Пауль Тиллих - Избранное: Теология культуры
Проблема, созданная подчинением «сил» абсолютному Богу и абсолютному принципу — это «проблема двух абсолютов».
Как они соотносятся друг с другом? Религиозный и философский абсолюты, Deus и esse не могут не быть взаимосвязаны! Какова эта взаимосвязь с точки зрения бытия и познания? В простом утверждении: «Бог есть», эта связь достигается; но ее характер и составляет истинную проблему всех проблем философии религии. Разные ответы на этот вопрос — вехи на пути западного религиозного сознания; и путь этот ведет к все большей утрате религиозного сознания.

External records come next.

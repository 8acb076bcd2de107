//! Per-file outcomes and run summaries.
//!
//! Every decision the pipeline takes about a path (included, merged, skipped)
//! is recorded in a [`Ledger`]. The ledger drives verbose output, warnings and
//! the final summary, so skip sites never print anything themselves.

use serde::{Deserialize, Serialize};
use std::fmt;
use std::path::PathBuf;

use crate::utils::format_file_size;

/// Why a path was left out of the merge.
#[derive(Debug, Clone, PartialEq, Eq, Serialize, Deserialize)]
#[serde(rename_all = "camelCase", tag = "kind")]
pub enum SkipReason {
    /// The path does not exist or cannot be read.
    NotFound,
    /// The PDF library could not parse the file.
    CorruptDocument {
        /// Message from the PDF library.
        details: String,
    },
    /// A directory input contained no PDF files.
    EmptyDirectory,
}

impl fmt::Display for SkipReason {
    fn fmt(&self, f: &mut fmt::Formatter<'_>) -> fmt::Result {
        match self {
            Self::NotFound => write!(f, "path not found"),
            Self::CorruptDocument { details } => write!(f, "cannot read PDF ({details})"),
            Self::EmptyDirectory => write!(f, "no PDFs found in directory"),
        }
    }
}

/// Pipeline stage at which an outcome was decided.
#[derive(Debug, Clone, Copy, PartialEq, Eq, Serialize, Deserialize)]
#[serde(rename_all = "camelCase")]
pub enum Stage {
    /// Input expansion and validation.
    Discovery,
    /// Page concatenation.
    Merge,
}

/// What happened to a single path.
#[derive(Debug, Clone, PartialEq, Eq, Serialize, Deserialize)]
#[serde(rename_all = "camelCase", tag = "status")]
pub enum FileOutcome {
    /// Passed validation and queued for merging.
    Accepted,
    /// All pages appended to the output.
    Merged {
        /// Pages contributed by this file.
        pages: usize,
    },
    /// Left out of the output.
    Skipped {
        /// Stage that rejected the file.
        stage: Stage,
        /// Reason for rejection.
        reason: SkipReason,
    },
}

/// A `(path, outcome)` pair.
#[derive(Debug, Clone, PartialEq, Eq, Serialize, Deserialize)]
#[serde(rename_all = "camelCase")]
pub struct FileRecord {
    /// Path the outcome applies to.
    pub path: PathBuf,
    /// The outcome.
    pub outcome: FileOutcome,
}

impl FileRecord {
    /// Whether this record is a skip.
    pub fn is_skipped(&self) -> bool {
        matches!(self.outcome, FileOutcome::Skipped { .. })
    }

    /// Skip reason, if this record is a skip.
    pub fn skip_reason(&self) -> Option<&SkipReason> {
        match &self.outcome {
            FileOutcome::Skipped { reason, .. } => Some(reason),
            _ => None,
        }
    }
}

/// Ordered accumulator of file records for one invocation.
#[derive(Debug, Clone, Default, PartialEq, Eq)]
pub struct Ledger {
    records: Vec<FileRecord>,
}

impl Ledger {
    /// Create an empty ledger.
    pub fn new() -> Self {
        Self::default()
    }

    /// Record a file that passed validation.
    pub fn accept(&mut self, path: impl Into<PathBuf>) {
        self.push(path.into(), FileOutcome::Accepted);
    }

    /// Record a file whose pages were appended.
    pub fn merged(&mut self, path: impl Into<PathBuf>, pages: usize) {
        self.push(path.into(), FileOutcome::Merged { pages });
    }

    /// Record a skipped path.
    pub fn skip(&mut self, path: impl Into<PathBuf>, stage: Stage, reason: SkipReason) {
        self.push(path.into(), FileOutcome::Skipped { stage, reason });
    }

    fn push(&mut self, path: PathBuf, outcome: FileOutcome) {
        self.records.push(FileRecord { path, outcome });
    }

    /// Append every record from another ledger, keeping order.
    pub fn extend(&mut self, other: Ledger) {
        self.records.extend(other.records);
    }

    /// All records in the order they were made.
    pub fn records(&self) -> &[FileRecord] {
        &self.records
    }

    /// Records of skipped paths.
    pub fn skipped(&self) -> impl Iterator<Item = &FileRecord> {
        self.records.iter().filter(|r| r.is_skipped())
    }

    /// Number of skipped paths.
    pub fn skipped_count(&self) -> usize {
        self.skipped().count()
    }

    /// Number of merged files.
    pub fn merged_count(&self) -> usize {
        self.records
            .iter()
            .filter(|r| matches!(r.outcome, FileOutcome::Merged { .. }))
            .count()
    }

    /// Consume the ledger and return the skipped records.
    pub fn into_skipped(self) -> Vec<FileRecord> {
        self.records.into_iter().filter(|r| r.is_skipped()).collect()
    }
}

/// What a dry run would do.
#[derive(Debug, Clone, PartialEq, Eq, Serialize, Deserialize)]
#[serde(rename_all = "camelCase")]
pub struct DryRunPlan {
    /// Files that would be merged, in order.
    pub files: Vec<PathBuf>,
    /// Where the output would be written.
    pub output: PathBuf,
    /// Paths skipped during discovery.
    pub skipped: Vec<FileRecord>,
}

/// Result of a completed merge.
#[derive(Debug, Clone, PartialEq, Eq, Serialize, Deserialize)]
#[serde(rename_all = "camelCase")]
pub struct MergeSummary {
    /// Final output path.
    pub output: PathBuf,
    /// Number of files merged.
    pub files_merged: usize,
    /// Total pages in the output.
    pub total_pages: usize,
    /// Size of the written file in bytes.
    pub output_size: u64,
    /// Paths skipped at discovery or merge time.
    pub skipped: Vec<FileRecord>,
}

impl MergeSummary {
    /// Number of skipped paths.
    pub fn skipped_count(&self) -> usize {
        self.skipped.len()
    }

    /// Output size as a human-readable string.
    pub fn format_output_size(&self) -> String {
        format_file_size(self.output_size)
    }

    /// File name of the output, for short messages.
    pub fn output_name(&self) -> String {
        self.output
            .file_name()
            .map(|n| n.to_string_lossy().into_owned())
            .unwrap_or_else(|| self.output.display().to_string())
    }
}

/// Outcome of one invocation.
#[derive(Debug, Clone, PartialEq, Eq, Serialize, Deserialize)]
#[serde(rename_all = "camelCase", tag = "mode")]
pub enum RunOutcome {
    /// Nothing was written.
    DryRun(DryRunPlan),
    /// The output file was written.
    Merged(MergeSummary),
}

impl RunOutcome {
    /// Render as pretty-printed JSON.
    pub fn to_json(&self) -> serde_json::Result<String> {
        serde_json::to_string_pretty(self)
    }
}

Философия религии, хотя исходно она не содействовала этому процессу, должна спросить себя: в соответствии с ее принципами, было ли это развитие неизбежным и возможен ли возврат к прежнему?
2.2. Августиново решение
Августин, после того как испытал все последствия древнего скептицизма, дал классический ответ на вопрос о двух абсолютах: они совпадают в природе истины. «Veritas» предполагается во всяком философском рассуждении, а «Veritas» есть Бог. Невозможно отрицать истину как таковую, ибо это можно сделать только во имя истины, тем самым устанавливая ее. А если вы устанавливаете истину, то утверждаете Бога. «Там, где я нахожу истину, я нахожу моего Бога, самое истину», — говорит Августин. Проблема двух абсолютов решена таким образом, что религиозный абсолют (Предельное) предполагается в каждом философском вопросе, включая вопрос о Боге. Бог есть предпосылка вопроса о Боге: таково онтологическое разрешение проблемы философии религии. Бога нельзя достичь, если он объект вопроса, а не его основа.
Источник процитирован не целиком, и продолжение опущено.